EXERCISE REQUIREMENTS >> In the records that follow, show each line where the word "tail" is present.

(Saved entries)
#[cfg(test)]
mod tests {
    use super::*;
    use crate::test_support::{bar_at, bars_from_hl};

    /// Hand-built BUY setup for pivot_len = 2 with filters off.
    ///
    /// Swing high 110 at bar 2, swing low 100 at bar 5, swing high 115 at
    /// bar 9 (breaks 110). Wave 1 crosses 110 at bar 7, peaks at bar 9 and
    /// ends at bar 10. Bar 13 closes above the wave-1 peak.
    fn buy_setup() -> Vec<Bar> {
        vec![
            bar_at(0, 104.0, 105.0, 103.0, 104.0),
            bar_at(1, 104.0, 107.0, 103.5, 106.0),
            bar_at(2, 106.0, 110.0, 105.0, 108.0), // SH 110
            bar_at(3, 108.0, 108.5, 103.0, 104.0),
            bar_at(4, 104.0, 105.0, 101.0, 102.0),
            bar_at(5, 102.0, 103.0, 100.0, 102.5), // SL 100
            bar_at(6, 102.5, 106.0, 101.0, 105.5),
            bar_at(7, 105.5, 112.0, 105.0, 111.5), // first close > 110
            bar_at(8, 111.5, 114.0, 111.0, 113.5),
            bar_at(9, 113.5, 115.0, 113.0, 114.5), // SH 115
            bar_at(10, 114.5, 114.8, 112.0, 112.5), // down close, wave 1 ends
            bar_at(11, 112.5, 113.0, 111.5, 112.0), // visible at 11
            bar_at(12, 112.0, 114.0, 111.8, 113.8),
            bar_at(13, 113.8, 118.0, 113.5, 117.0), // close > 115: confirm
            bar_at(14, 117.0, 119.0, 116.5, 118.5),
            bar_at(15, 118.5, 120.0, 118.0, 119.5),
        ]
    }

    fn no_filters() -> DetectorConfig {
        DetectorConfig {
            pivot_len: 2,
            impulse_mult: 0.0,
            break_mult: 0.0,
            ..DetectorConfig::default()
        }
    }

    #[test]
    fn emits_buy_on_close_above_wave1() {
        let bars = buy_setup();
        let detection = run_detection(&bars, &no_filters());
        assert_eq!(detection.breaks.len(), 1);
        assert_eq!(detection.breaks[0].bar_index, 11);

        let signals = &detection.signals;
        assert_eq!(signals.len(), 1);
        let s = &signals[0];
        assert_eq!(s.direction, Direction::Buy);
        assert_eq!(s.entry, 110.0);
        assert_eq!(s.stop, 100.0);
        assert_eq!(s.target, 118.0);
        assert_eq!(s.wave1_extreme, 115.0);
        assert_eq!(s.break_index, 2);
        assert_eq!(s.confirm_index, 13);
        assert_eq!(s.signal_index, 13);
        assert_eq!(s.confirm_time, bars[13].time);
    }

    #[test]
    fn late_break_confirms_by_replay() {
        let mut bars = buy_setup();
        // Wave 1 ends on bar 8 at 112.5; bar 9 closes above it, two bars
        // before the break becomes visible.
        bars[8] = bar_at(8, 111.5, 112.5, 110.5, 111.0);
        let signals = detect_signals(&bars, &no_filters());
        assert_eq!(signals.len(), 1);
        let s = &signals[0];
        assert_eq!(s.wave1_extreme, 112.5);
        assert_eq!(s.confirm_index, 9);
        assert_eq!(s.signal_index, 11);
        assert_eq!(s.target, 115.0);
        assert_eq!(s.signal_time, bars[11].time);
    }

    #[test]
    fn fixed_rr_and_buffer() {
        let bars = buy_setup();
        let config = DetectorConfig {
            target: TargetMode::FixedRr { ratio: 2.0 },
            sl_buffer_pct: 0.01,
            ..no_filters()
        };
        let s = &detect_signals(&bars, &config)[0];
        assert!((s.stop - 98.9).abs() < 1e-9);
        assert!((s.target - (110.0 + 2.0 * 11.1)).abs() < 1e-9);
        assert!((s.planned_rr() - 2.0).abs() < 1e-9);
    }

    #[test]
    fn structure_floor_takes_farther_target() {
        let bars = buy_setup();
        let near = DetectorConfig {
            target: TargetMode::StructureFloor { ratio: 0.5 },
            ..no_filters()
        };
        assert_eq!(detect_signals(&bars, &near)[0].target, 118.0);
        let far = DetectorConfig {
            target: TargetMode::StructureFloor { ratio: 2.0 },
            ..no_filters()
        };
        assert_eq!(detect_signals(&bars, &far)[0].target, 130.0);
    }

    #[test]
    fn wave1_targets() {
        let bars = buy_setup();
        let peak = DetectorConfig {
            target: TargetMode::Wave1Peak,
            ..no_filters()
        };
        let s = &detect_signals(&bars, &peak)[0];
        assert_eq!(s.target, 115.0);
        assert!((s.planned_rr() - 0.5).abs() < 1e-9);

        let near = DetectorConfig {
            target: TargetMode::Wave1Floor { ratio: 0.3 },
            ..no_filters()
        };
        assert_eq!(detect_signals(&bars, &near)[0].target, 115.0);
        let far = DetectorConfig {
            target: TargetMode::Wave1Floor { ratio: 2.0 },
            ..no_filters()
        };
        assert_eq!(detect_signals(&bars, &far)[0].target, 130.0);
    }

    #[test]
    fn min_rr_suppresses() {
        let bars = buy_setup();
        let config = DetectorConfig {
            min_rr: 1.0,
            ..no_filters()
        };
        // planned R:R is 0.8
        assert!(detect_signals(&bars, &config).is_empty());
    }

    #[test]
    fn stop_touch_invalidates() {
        let mut bars = buy_setup();
        bars[12] = bar_at(12, 112.0, 112.5, 99.5, 111.0);
        assert!(detect_signals(&bars, &no_filters()).is_empty());
    }

    #[test]
    fn in_pass_tracking_resolves_tp() {
        let mut bars = buy_setup();
        bars.push(bar_at(16, 119.5, 121.0, 119.0, 120.0));
        let config = DetectorConfig {
            target: TargetMode::FixedRr { ratio: 1.0 },
            ..no_filters()
        };
        let s = &detect_signals(&bars, &config)[0];
        assert_eq!(s.target, 120.0);
        assert_eq!(s.result, SignalResult::Tp);
        assert!((s.pnl_r - 1.0).abs() < 1e-9);
    }

    #[test]
    fn structure_target_is_not_hit_on_its_own_bar() {
        let bars = buy_setup();
        let s = &detect_signals(&bars, &no_filters())[0];
        // Bar 14 reaches 119 > 118, so TP resolves on the following bar.
        assert_eq!(s.result, SignalResult::Tp);
        let mut short = bars.clone();
        short.truncate(14);
        assert_eq!(detect_signals(&short, &no_filters())[0].result, SignalResult::Open);
    }

    #[test]
    fn too_few_bars_or_swings_yields_nothing() {
        let bars = buy_setup();
        assert!(detect_signals(&bars[..4], &no_filters()).is_empty());
        let zero = DetectorConfig {
            pivot_len: 0,
            ..no_filters()
        };
        assert!(detect_signals(&bars, &zero).is_empty());

        let flat = bars_from_hl(&[10.0; 30], &[9.0; 30]);
        assert!(run_detection(&flat, &no_filters()).signals.is_empty());
    }

    #[test]
    fn impulse_filter_rejects_weak_break() {
        let bars = buy_setup();
        let strict = DetectorConfig {
            impulse_mult: 10.0,
            ..no_filters()
        };
        assert!(detect_breaks(&bars, &strict).is_empty());
        assert_eq!(detect_breaks(&bars, &no_filters()).len(), 1);
    }

    /// `buy_setup` through bar 12, then two mini-waves peaking at 114.5 and
    /// 116.5. The second ends on bar 15 and arms the retest of 110.
    fn retest_setup(tail: &[(f64, f64, f64, f64)]) -> Vec<Bar> {
        let mut bars = buy_setup();
        bars.truncate(13);
        let waves = [
            (113.8, 114.5, 112.5, 113.0),
            (113.0, 116.0, 112.8, 115.8),
            (115.8, 116.5, 114.0, 114.5),
        ];
        for &(o, h, l, c) in waves.iter().chain(tail) {
            bars.push(bar_at(bars.len(), o, h, l, c));
        }
        bars
    }

    fn wave_retest(target: TargetMode) -> DetectorConfig {
        DetectorConfig {
            variant: Variant::WaveRetest,
            target,
            ..no_filters()
        }
    }

    #[test]
    fn wave_retest_confirms_on_touch_of_break_level() {
        let bars = retest_setup(&[
            (114.5, 115.0, 113.0, 113.5),
            (113.5, 114.0, 112.8, 113.2),
            (113.2, 113.5, 109.5, 110.5), // retest of 110
            (110.5, 111.0, 109.0, 110.8),
        ]);
        let detection = run_detection(&bars, &wave_retest(TargetMode::FixedRr { ratio: 2.0 }));

        let up: Vec<usize> = detection.breaks.iter().map(|b| b.bar_index).collect();
        assert_eq!(up, vec![11, 17]);
        assert_eq!(detection.signals.len(), 1);
        let s = &detection.signals[0];
        assert_eq!(s.direction, Direction::Buy);
        assert_eq!(s.entry, 110.0);
        assert_eq!(s.stop, 100.0);
        assert_eq!(s.target, 130.0);
        assert_eq!(s.confirm_index, 18);
        assert_eq!(s.wave_confirm_time, Some(bars[15].time));
        assert_eq!(s.result, SignalResult::Open);
    }

    #[test]
    fn retest_case_survives_same_direction_break() {
        // The 116.5 high breaks 115 on bar 17. A replacing case would enter
        // at 115 with its stop at 111.5, which bar 18 then touches.
        let bars = retest_setup(&[
            (114.5, 115.0, 113.0, 113.5),
            (113.5, 114.0, 112.8, 113.2),
            (113.2, 113.5, 109.5, 110.5),
        ]);
        let signals = detect_signals(&bars, &wave_retest(TargetMode::FixedRr { ratio: 2.0 }));
        assert_eq!(signals.len(), 1);
        assert_eq!(signals[0].entry, 110.0);
    }

    #[test]
    fn opposite_break_replaces_retest_case() {
        // Lower low 111.0 (bar 17) under 111.5 breaks down on bar 19, above
        // the 110 level the BUY case is waiting for. Bar 20 then touches 110.
        let bars = retest_setup(&[
            (114.5, 115.0, 112.5, 113.0),
            (113.0, 113.2, 111.0, 111.2),
            (111.2, 112.5, 111.1, 112.3),
            (112.3, 113.0, 111.8, 112.8),
            (112.8, 113.0, 109.5, 110.0),
            (110.0, 110.5, 109.0, 109.8),
        ]);
        let detection = run_detection(&bars, &wave_retest(TargetMode::FixedRr { ratio: 2.0 }));
        assert!(detection
            .breaks
            .iter()
            .any(|b| b.direction == Direction::Sell && b.bar_index == 19));
        assert!(detection.signals.is_empty());
    }

    #[test]
    fn retest_gap_through_entry_is_skipped() {
        // Bar 16 gaps below 110 and never trades back above it, so its high
        // sits under entry.
        let bars = retest_setup(&[
            (109.0, 109.5, 105.0, 106.0),
            (106.0, 107.0, 104.0, 106.5),
            (106.5, 109.6, 106.0, 109.0),
            (109.0, 109.2, 108.0, 108.5),
        ]);
        assert!(detect_signals(&bars, &wave_retest(TargetMode::StructureConfirm)).is_empty());

        let fixed = detect_signals(&bars, &wave_retest(TargetMode::FixedRr { ratio: 2.0 }));
        assert_eq!(fixed.len(), 1);
        assert_eq!(fixed[0].confirm_index, 16);
        assert!(fixed[0].target > fixed[0].entry);
    }

    #[test]
    fn new_signal_closes_open_one_as_reverse() {
        let mut bars = buy_setup();
        for (o, h, l, c) in [
            (119.5, 119.8, 117.0, 117.5),
            (117.5, 118.0, 116.0, 116.5),
            (116.5, 119.0, 116.2, 118.8),
            (118.8, 122.0, 118.5, 121.5), // close > 120: second BUY
            (121.5, 123.0, 121.0, 122.5),
        ] {
            bars.push(bar_at(bars.len(), o, h, l, c));
        }
        let config = DetectorConfig {
            target: TargetMode::FixedRr { ratio: 5.0 },
            ..no_filters()
        };
        let signals = detect_signals(&bars, &config);
        assert_eq!(signals.len(), 2);

        let first = &signals[0];
        assert_eq!(first.result, SignalResult::CloseReverse);
        // (121.5 - 110) / 10
        assert!((first.pnl_r - 1.15).abs() < 1e-9);

        let second = &signals[1];
        assert_eq!(second.entry, 115.0);
        assert_eq!(second.stop, 111.5);
        assert_eq!(second.signal_index, 19);
        assert_eq!(second.result, SignalResult::Open);
    }

    #[test]
    fn config_round_trips_through_json() {
        let config = DetectorConfig::wave_retest();
        let json = serde_json::to_string(&config).unwrap();
        assert!(json.contains("\"mode\":\"fixed_rr\""));
        let back: DetectorConfig = serde_json::from_str(&json).unwrap();
        assert_eq!(back, config);
        let partial: DetectorConfig = serde_json::from_str(r#"{"pivot_len":3}"#).unwrap();
        assert_eq!(partial.pivot_len, 3);
        assert_eq!(partial.impulse_mult, 1.5);
    }
}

SOLUTION >>
    fn retest_setup(tail: &[(f64, f64, f64, f64)]) -> Vec<Bar> {
        for &(o, h, l, c) in waves.iter().chain(tail) {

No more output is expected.